The Treasury Board is finally saying the quiet part out loud when it comes to the federal government’s counterproductive and spectacularly wasteful mandates on in-office presence. And, as expected, there is no rationale behind the decision. At least not one any senior officials are ready to publicly defend.
Bill Matthews, secretary to the Treasury Board, told a House of Commons committee that forcing employees back into offices is a “philosophical choice” and not grounded in any evidence or data.
Since 2022, the Treasury Board has consistently failed to justify its return-to-office (RTO) mandates. Public servants were lauded during the early COVID-19 lockdowns for their ability to adapt quickly to teleworking fulltime while continuing to deliver exceptional results for the people of Canada. Before the pandemic, the federal government was moving forward with plans to increase remote work flexibility across the public service and reduce taxpayer expenditures on office buildings.
Then RTO brought the modernization of the federal workplace to a grinding halt. Why?
We know RTO mandates are not about productivity because federal public servants’ have consistently proved that productivity increases when working remotely. Even now, as federal workers are spending three mandatory days in the office, most are logging on to video calls with their coworkers and stakeholders across the country. But now they’re doing it at loud, privacy-free workstations, often in crumbling buildings with ongoing health and safety concerns.
And increasing in-office requirements are certainly not about saving taxpayer dollars or addressing the needs of communities. Several of the largest government departments have declared that they will be unable to meet the latest four-day requirement beginning July 6 due to lack of space. The government has already had to walk away from its commitment to divest 50 per cent of its real estate holdings to accommodate the four-day mandate. Launched in 2019, the move to shed office buildings was seen as a critical opportunity to increase the availability of much-needed affordable housing units.
RTO also is doing nothing to address the cost-of-living crisis or skyrocketing energy costs. Just the opposite. In March, the International Energy Agency issued a 10-point plan to ease oil pressures caused by conflict in the Middle East. The number one recommendation was for all workers who can telework to do so, which would reduce on-road transportation pressures that account for 45 per cent of global oil demand. The Treasury Board didn’t get the memo.
Instead, the government is now spending more money to acquire new space – all while programs and services that Canadians rely on are being slashed. Widespread remote work rights – and the office real estate reductions those rights enable - could save the government $40 billion over 10 years, according to their own estimates. That money could be invested in building a strong Canadian economy that everyone can participate in.

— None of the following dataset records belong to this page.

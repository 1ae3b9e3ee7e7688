//! Chunk data model and the collection/reading side of the pipeline.
//!
//! This crate provides:
//! - `Chunk` - A named unit of asynchronous page data
//! - `WorkerTable` - Named data-fetching functions
//! - `collect_chunks` - Concurrent chunk collection for one request
//! - `ChunkReader` - Memoized tri-state view over a chunk

mod chunk;
mod collector;
mod reader;
mod worker;

pub use chunk::*;
pub use collector::*;
pub use reader::*;
pub use worker::*;
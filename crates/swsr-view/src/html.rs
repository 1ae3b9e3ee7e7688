//! Synchronous HTML rendering.

use swsr_core::RenderError;
use swsr_data::{ChunkReader, ChunkState};

use crate::view::{Element, Use, View};

/// Escape text content and attribute values.
pub fn escape_html(s: &str) -> String {
    let mut out = String::with_capacity(s.len());
    for c in s.chars() {
        match c {
            '&' => out.push_str("&amp;"),
            '<' => out.push_str("&lt;"),
            '>' => out.push_str("&gt;"),
            '"' => out.push_str("&quot;"),
            '\'' => out.push_str("&#x27;"),
            c => out.push(c),
        }
    }
    out
}

/// Render a view to a complete string.
///
/// Every chunk must already be settled: a pending chunk here means the
/// caller skipped collection, and is reported as `Suspended`.
pub fn render_to_string(view: &View) -> Result<String, RenderError> {
    let mut out = String::new();
    write_view(view, &mut out, &mut |boundary: &Use, _out: &mut String| {
        Err(RenderError::Suspended(boundary.label()))
    })?;
    Ok(out)
}

/// Handler for a boundary whose chunk is still pending.
pub(crate) type OnPending<'a> =
    dyn FnMut(&Use, &mut String) -> Result<(), RenderError> + 'a;

/// Write a view, delegating pending boundaries to `on_pending`.
pub(crate) fn write_view(
    view: &View,
    out: &mut String,
    on_pending: &mut OnPending<'_>,
) -> Result<(), RenderError> {
    match view {
        View::Text(text) => out.push_str(&escape_html(text)),
        View::Raw(html) => out.push_str(html),
        View::Element(el) => write_element(el, out, on_pending)?,
        View::Fragment(children) => {
            for child in children {
                write_view(child, out, on_pending)?;
            }
        }
        View::Lazy(lazy) => write_view(&lazy.render()?, out, on_pending)?,
        View::Use(boundary) => {
            let reader = ChunkReader::new(boundary.chunk().clone());
            match reader.read() {
                ChunkState::Ready(value) => {
                    write_view(&boundary.render_resolved(value), out, on_pending)?
                }
                ChunkState::Failed(message) => {
                    write_view(&boundary.render_rejected(message), out, on_pending)?
                }
                ChunkState::Pending(_) => on_pending(boundary, out)?,
            }
        }
    }
    Ok(())
}

fn write_element(
    el: &Element,
    out: &mut String,
    on_pending: &mut OnPending<'_>,
) -> Result<(), RenderError> {
    out.push('<');
    out.push_str(&el.tag);
    for (name, value) in &el.attrs {
        out.push(' ');
        out.push_str(name);
        out.push_str("=\"");
        out.push_str(&escape_html(value));
        out.push('"');
    }
    out.push('>');

    if el.is_void() {
        return Ok(());
    }

    for child in &el.children {
        write_view(child, out, on_pending)?;
    }
    out.push_str("</");
    out.push_str(&el.tag);
    out.push('>');
    Ok(())
}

RTO mandates are not in the best interests of most people across Canada. So, what is this “philosophical choice” that’s driving the push to cram desk workers back into expensive office space that reduces their productivity? Mark Carney and the Treasury Board don’t believe we deserve an explanation as to what – or who – is really behind these seemingly nonsensical policies.
After three years of the Treasury Board evading this question, we’re left with only one answer: that this government is choosing to prop up commercial real estate instead of modernizing the workplace of the biggest employer in this country.
We know that the commercial real estate sector has been pushing hard for widespread RTO mandates after the COVID-19 pandemic unexpectedly made remote work a reality for millions of workers. There are very real tensions in imagining an alternative future for the office zones of big cities. But groups as diverse as public sector unions to the Ottawa Board of Trade see opportunities for turning these into proper neighbourhoods that aren’t wholly dependent on the nine-to-five crowd.
And at the end of the day, the role of public servants is to deliver and design programs and services for Canadians as efficiently as possible. Not to prop up commercial landlords.
It’s up to all of us to stand up against this incredibly wasteful, barely defined “philosophy” that Carney and the Treasury Board are advancing. The people of Canada deserve a government that works for them – not for interests that their government won’t even name.